Managing SLOs in Monium
To work with SLOs, on the Monium home page
SLO statuses
Depending on the calculation results and its preset target value, an SLO can switch to one of the following statuses:
-
OK: Successful calculation; the SLI has not gone below the specified SLO.
-
Alarm: Successful calculation; the SLI has gone below the specified SLO.
-
No data: At least one metric the SLO is based upon does not exist. For example, there is an error in the metric name and such metric does not exist, or the metric was deleted by TTL.
Warning
If metrics have no points, the SLO calculation will continue.
-
Error: User or system error. For example, the SLO has been misconfigured and cannot be calculated.
Configuring SLOs
Basic parameters
-
Name: Any name for the SLO, e.g.,
API Availability. This is a required parameter. -
Description: Additional description of the SLO.
-
Labels: List of
key-valuepairs to label the SLO with additional metadata for search and filtering, e.g., when selecting a list of SLOs to display in a widget. -
Evaluation window: SLO calculation period. This is a required parameter. The default value is
30d(30 days).Note
Currently, only 1, 7, or 30-day windows are available; going forward, custom evaluation windows of up to one year will be supported.
Warning
When choosing metrics for SLI calculation, consider TTL. The TTL metric value must not be smaller than the metric calculation window you select. Otherwise, the system may remove your metrics from the storage for not being delivered anymore.
-
Evaluation delay: Back-shift of the time window in seconds. This is a required parameter. The default value is
1m(one minute).Note
We recommend you set a delay of at least one minute to avoid inconsistencies in the metric collection period and prolonged last point aggregation: to calculate the last point, you need values of all metrics for which the aggregation rule is met. However, when calculating the SLO, only partial data will be obtained, and the point’s value will be lower than expected. For this reason, set a calculation delay for SLOs that is long enough to prevent all adverse effects during metric collection.
-
SLO: Service reliability target metric. The default value is
99%.
List of queries
Good Events
These are queries that return a line or multiple lines for calculating the Good Events section. For each query, you can:
- Disable query calculation by selecting Deactivate in the context menu after an ellipsis. Links to queries that are not calculated will return errors.
- Exclude a query from calculation of the final result and hide query calculation results on the chart by clicking
. - Reference query names as variables within a single section.
Note
The result for the Good Events section is always calculated as the total of all query results within the section. Queries that were hidden or deactivated are excluded from the final result. Calculation of hidden queries will continue, and you can reference them in other queries within a single section.
Total Events
These are queries that return a line or multiple lines for calculating the Total Events section. For each query, you can:
- Disable query calculation by selecting Deactivate in the context menu after an ellipsis. Links to queries that are not calculated will return errors.

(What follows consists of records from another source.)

//! Capability Registry: one merged snapshot of every known capability.
//!
//! The registry is built from:
//! 1. Definitions registered in the cluster (authoritative)
//! 2. Definitions installed in the local capability cache (supplementary)
//!
//! A snapshot is immutable. It is rebuilt from both sources for every query;
//! there is no incremental update path.

use std::collections::HashSet;

use super::cache::CapabilityCache;
use super::capability::{CapabilityDefinition, CapabilityKind};
use crate::error::PlaneError;
use crate::store::{ResourceStore, StoreError};

/// An immutable, merged view of workload and trait definitions.
#[derive(Debug, Clone, Default, PartialEq)]
pub struct CapabilityRegistry {
    workloads: Vec<CapabilityDefinition>,
    traits: Vec<CapabilityDefinition>,
}

impl CapabilityRegistry {
    /// Fetch both sources concurrently and merge them.
    ///
    /// A cluster failure is fatal. A cache failure is logged and the
    /// snapshot is built from cluster data alone.
    pub async fn load(
        store: &dyn ResourceStore,
        cache: &dyn CapabilityCache,
    ) -> Result<Self, PlaneError> {
        let (cluster, local) = tokio::join!(fetch_cluster(store), fetch_local(cache));

        let cluster = cluster.map_err(PlaneError::RegistryFetch)?;
        let local = match local {
            Ok(local) => local,
            Err(e) => {
                log::warn!(
                    "Local capability cache unavailable, continuing with cluster definitions only: {}",
                    e
                );
                Vec::new()
            }
        };

        let registry = Self::merge(cluster, local);
        log::debug!(
            "Capability registry loaded: {} workloads, {} traits",
            registry.workloads.len(),
            registry.traits.len()
        );
        Ok(registry)
    }

    /// Merge cluster-origin and local-cache-origin definitions.
    ///
    /// Names are unique per kind in the result. Cluster definitions come
    /// first in source order, followed by local-only definitions in source
    /// order. On a name collision the cluster definition is kept as-is.
    pub fn merge(cluster: Vec<CapabilityDefinition>, local: Vec<CapabilityDefinition>) -> Self {
        let mut registry = Self::default();
        let mut seen: HashSet<(CapabilityKind, String)> = HashSet::new();

        for def in cluster.into_iter().chain(local) {
            let key = (def.kind, def.name.clone());
            if seen.contains(&key) {
                let kept = registry.bucket(def.kind).iter().find(|d| d.name == def.name);
                if kept.map_or(false, |k| k.source_origin == def.source_origin) {
                    log::warn!(
                        "Duplicate {} definition `{}` from {:?}; keeping the first",
                        def.kind,
                        def.name,
                        def.source_origin
                    );
                } else {
                    log::debug!(
                        "{} `{}` is registered in the cluster; ignoring the cached copy",
                        def.kind,
                        def.name
                    );
                }
                continue;
            }
            seen.insert(key);
            registry.bucket_mut(def.kind).push(def);
        }

        registry
    }

    /// All definitions of `kind`, in registry order.
    pub fn list(&self, kind: CapabilityKind) -> &[CapabilityDefinition] {
        self.bucket(kind)
    }

    /// Resolve a definition by exact name or short alias; first match wins.
    pub fn get(
        &self,
        kind: CapabilityKind,
        name_or_alias: &str,
    ) -> Result<&CapabilityDefinition, PlaneError> {
        self.bucket(kind)
            .iter()
            .find(|d| d.answers_to(name_or_alias))
            .ok_or_else(|| PlaneError::not_found(kind, name_or_alias))
    }

    pub fn workloads(&self) -> &[CapabilityDefinition] {
        &self.workloads
    }

    pub fn traits(&self) -> &[CapabilityDefinition] {
        &self.traits
    }

    /// Total number of definitions of both kinds.
    pub fn len(&self) -> usize {
        self.workloads.len() + self.traits.len()
    }

    pub fn is_empty(&self) -> bool {
        self.workloads.is_empty() && self.traits.is_empty()
    }

    fn bucket(&self, kind: CapabilityKind) -> &[CapabilityDefinition] {
        match kind {
            CapabilityKind::Workload => &self.workloads,
            CapabilityKind::Trait => &self.traits,
        }
    }

    fn bucket_mut(&mut self, kind: CapabilityKind) -> &mut Vec<CapabilityDefinition> {
        match kind {
            CapabilityKind::Workload => &mut self.workloads,
            CapabilityKind::Trait => &mut self.traits,
        }
    }
}

/// Read workload and trait definitions registered in the cluster.
///
/// Items whose spec cannot be decoded are skipped with a warning.
async fn fetch_cluster(store: &dyn ResourceStore) -> Result<Vec<CapabilityDefinition>, StoreError> {
    let mut definitions = Vec::new();
    for kind in [CapabilityKind::Workload, CapabilityKind::Trait] {
        for resource in store.list(kind.definition_kind()).await? {
            match CapabilityDefinition::from_resource(&resource, kind) {
                Ok(def) => definitions.push(def),
                Err(e) => log::warn!(
                    "Skipping malformed {} `{}`: {}",
                    resource.kind,
                    resource.metadata.name,
                    e
                ),
            }
        }
    }
    Ok(definitions)
}

async fn fetch_local(
    cache: &dyn CapabilityCache,
) -> Result<Vec<CapabilityDefinition>, super::cache::CacheError> {
    let mut definitions = cache.list_installed(CapabilityKind::Workload).await?;
    definitions.extend(cache.list_installed(CapabilityKind::Trait).await?);
    Ok(definitions)
}

#[cfg(test)]
mod tests {
    use super::*;
    use async_trait::async_trait;

    use crate::capabilities::cache::{CacheError, StaticCache};
    use crate::capabilities::capability::{ParamType, ParameterSpec, SourceOrigin};
    use crate::error::ErrorKind;
    use crate::store::{InMemoryStore, Resource};

    fn cluster(name: &str, kind: CapabilityKind) -> CapabilityDefinition {
        CapabilityDefinition::new(name, kind, SourceOrigin::Cluster)
    }

    fn local(name: &str, kind: CapabilityKind) -> CapabilityDefinition {
        CapabilityDefinition::new(name, kind, SourceOrigin::LocalCache)
    }

    struct UnreachableStore;

    #[async_trait]
    impl ResourceStore for UnreachableStore {
        async fn list(&self, _kind: &str) -> Result<Vec<Resource>, StoreError> {
            Err(StoreError::Unavailable("connection refused".to_string()))
        }
        async fn get(
            &self,
            kind: &str,
            namespace: Option<&str>,
            name: &str,
        ) -> Result<Resource, StoreError> {
            Err(StoreError::NotFound(crate::store::ResourceKey::new(
                kind, namespace, name,
            )))
        }
        async fn create(&self, _resource: &Resource) -> Result<(), StoreError> {
            Err(StoreError::Unavailable("connection refused".to_string()))
        }
        async fn update(&self, _resource: &Resource) -> Result<(), StoreError> {
            Err(StoreError::Unavailable("connection refused".to_string()))
        }
    }

    struct BrokenCache;

    #[async_trait]
    impl CapabilityCache for BrokenCache {
        async fn list_installed(
            &self,
            _kind: CapabilityKind,
        ) -> Result<Vec<CapabilityDefinition>, CacheError> {
            Err(CacheError::Io(std::io::Error::new(
                std::io::ErrorKind::PermissionDenied,
                "cache locked",
            )))
        }
    }

    #[test]
    fn test_cluster_wins_name_collision() {
        let cluster_def = cluster("webservice", CapabilityKind::Workload)
            .with_alias("web")
            .with_parameter(ParameterSpec::new("port", ParamType::Int));
        let local_def = local("webservice", CapabilityKind::Workload)
            .with_alias("svc")
            .with_definition_ref("something.else");

        let registry = CapabilityRegistry::merge(
            vec![cluster_def.clone()],
            vec![local_def, local("worker", CapabilityKind::Workload)],
        );

        assert_eq!(registry.workloads().len(), 2);
        assert_eq!(registry.workloads()[0], cluster_def);
        assert_eq!(registry.workloads()[1].name, "worker");
        assert!(registry.get(CapabilityKind::Workload, "svc").is_err());
    }

    #[test]
    fn test_merge_is_idempotent() {
        let cluster_defs = vec![
            cluster("scaler", CapabilityKind::Trait).with_applies_to(&["webservice"]),
            cluster("webservice", CapabilityKind::Workload),
        ];
        let local_defs = vec![
            local("scaler", CapabilityKind::Trait),
            local("route", CapabilityKind::Trait).with_applies_to(&["webservice"]),
        ];

        let first = CapabilityRegistry::merge(cluster_defs.clone(), local_defs.clone());
        let second = CapabilityRegistry::merge(cluster_defs, local_defs);
        assert_eq!(first, second);

        let names: Vec<&str> = first.traits().iter().map(|d| d.name.as_str()).collect();
        assert_eq!(names, vec!["scaler", "route"]);
    }

    #[test]
    fn test_same_origin_duplicate_keeps_first() {
        let registry = CapabilityRegistry::merge(
            vec![
                cluster("scaler", CapabilityKind::Trait).with_alias("a"),
                cluster("scaler", CapabilityKind::Trait).with_alias("b"),
            ],
            vec![],
        );
        assert_eq!(registry.traits().len(), 1);
        assert_eq!(registry.traits()[0].short_alias.as_deref(), Some("a"));
    }

    #[test]
    fn test_same_name_different_kinds_coexist() {
        let registry = CapabilityRegistry::merge(
            vec![
                cluster("cron", CapabilityKind::Workload),
                cluster("cron", CapabilityKind::Trait),
            ],
            vec![],
        );
        assert_eq!(registry.len(), 2);
    }

    #[test]
    fn test_get_by_name_or_alias() {
        let registry = CapabilityRegistry::merge(
            vec![cluster("manualscaler", CapabilityKind::Trait).with_alias("scale")],
            vec![],
        );

        assert_eq!(
            registry.get(CapabilityKind::Trait, "scale").unwrap().name,
            "manualscaler"
        );
        assert!(registry.get(CapabilityKind::Trait, "manualscaler").is_ok());

        let err = registry.get(CapabilityKind::Trait, "Scale").unwrap_err();
        assert_eq!(err.kind(), ErrorKind::NotFoundError);

        let err = registry
            .get(CapabilityKind::Workload, "manualscaler")
            .unwrap_err();
        assert_eq!(err.kind(), ErrorKind::NotFoundError);
    }

    #[tokio::test]
    async fn test_load_merges_both_sources() {
        let store = InMemoryStore::with_resources(vec![
            cluster("webservice", CapabilityKind::Workload)
                .with_alias("web")
                .to_resource(),
            cluster("scaler", CapabilityKind::Trait)
                .with_applies_to(&["webservice"])
                .to_resource(),
        ]);
        let cache = StaticCache::new(vec![
            local("webservice", CapabilityKind::Workload),
            local("worker", CapabilityKind::Workload),
        ]);

        let registry = CapabilityRegistry::load(&store, &cache).await.unwrap();

        let web = registry.get(CapabilityKind::Workload, "web").unwrap();
        assert_eq!(web.source_origin, SourceOrigin::Cluster);
        let worker = registry.get(CapabilityKind::Workload, "worker").unwrap();
        assert_eq!(worker.source_origin, SourceOrigin::LocalCache);
        assert_eq!(registry.traits().len(), 1);
    }

    #[tokio::test]
    async fn test_load_fails_when_cluster_unreachable() {
        let cache = StaticCache::new(vec![local("worker", CapabilityKind::Workload)]);
        let err = CapabilityRegistry::load(&UnreachableStore, &cache)
            .await
            .unwrap_err();
        assert_eq!(err.kind(), ErrorKind::RegistryFetchError);
    }

    #[tokio::test]
    async fn test_load_degrades_when_cache_broken() {
        let store = InMemoryStore::with_resources(vec![cluster(
            "webservice",
            CapabilityKind::Workload,
        )
        .to_resource()]);

        let registry = CapabilityRegistry::load(&store, &BrokenCache).await.unwrap();
        assert_eq!(registry.workloads().len(), 1);
        assert!(registry.traits().is_empty());
    }

    #[tokio::test]
    async fn test_load_skips_malformed_cluster_definition() {
        let mut bad = cluster("broken", CapabilityKind::Trait).to_resource();
        bad.spec = serde_json::json!({ "appliesToWorkloads": "not-a-list" });
        let good = cluster("scaler", CapabilityKind::Trait).to_resource();
        let store = InMemoryStore::with_resources(vec![bad, good]);

        let registry = CapabilityRegistry::load(&store, &StaticCache::default())
            .await
            .unwrap();
        let names: Vec<&str> = registry.traits().iter().map(|d| d.name.as_str()).collect();
        assert_eq!(names, vec!["scaler"]);
    }
}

- Exclude a query from calculation of the final result and hide query calculation results on the chart by clicking
. - Reference query names as variables within a single section.
Note
The result for the Total Events section is always calculated as the total of all query results within the section. Queries that were hidden or deactivated are excluded from the final result. Calculation of hidden queries will continue, and you can reference them in other queries within a single section.
Note
Bad Events are calculated automatically by this formula: Bad Events = Total Events - Good Events.
Preview area
The preview area displays current calculated SLI and remaining Error Budget values based on queries in the Good Events and Total Events sections. There is a separate metric chart for each query section. When any of the SLO parameters are changed, these values are automatically recalculated.
For each metric chart, you can select a visualization type:
- Line (default)
- Area
- Column
- Points
You can close the preview area at any moment and reopen it by clicking Preview at the top-right corner of the page.
Viewing the SLO
The SLO view page displays its main properties, status, and current calculated values.
Under Evaluation history, the following elements are available:
- Timeline: Component for managing the chart view interval. The default interval matches the evaluation window. Changes to the timeline affect all charts.
- SLI: History of the calculated SLI value and SLO changes. This is a chart with auto-scaling based on measure values.
- Error Budget burndown: Chart for the error budget consumption rate during the interval equal to the evaluation window. This chart has a fixed time range equal to the evaluation window. When changing the interval on the timescale, this chart’s range will not change, and the right boundary of the X axis will match the right boundary of the selected interval.
- Good Events / Bad Events or Bad Events / Total Events metrics: Chart displaying the calculation results for metrics which are used for SLI calculation. Normalization and the
Areavisualization type are enabled for this chart by default. You can disable normalization so the chart displays absolute metric values. Supported visualization types: line, area (default), column, and points.
Under Query list in the view mode, you can see queries used to calculate Good Events and Total Events.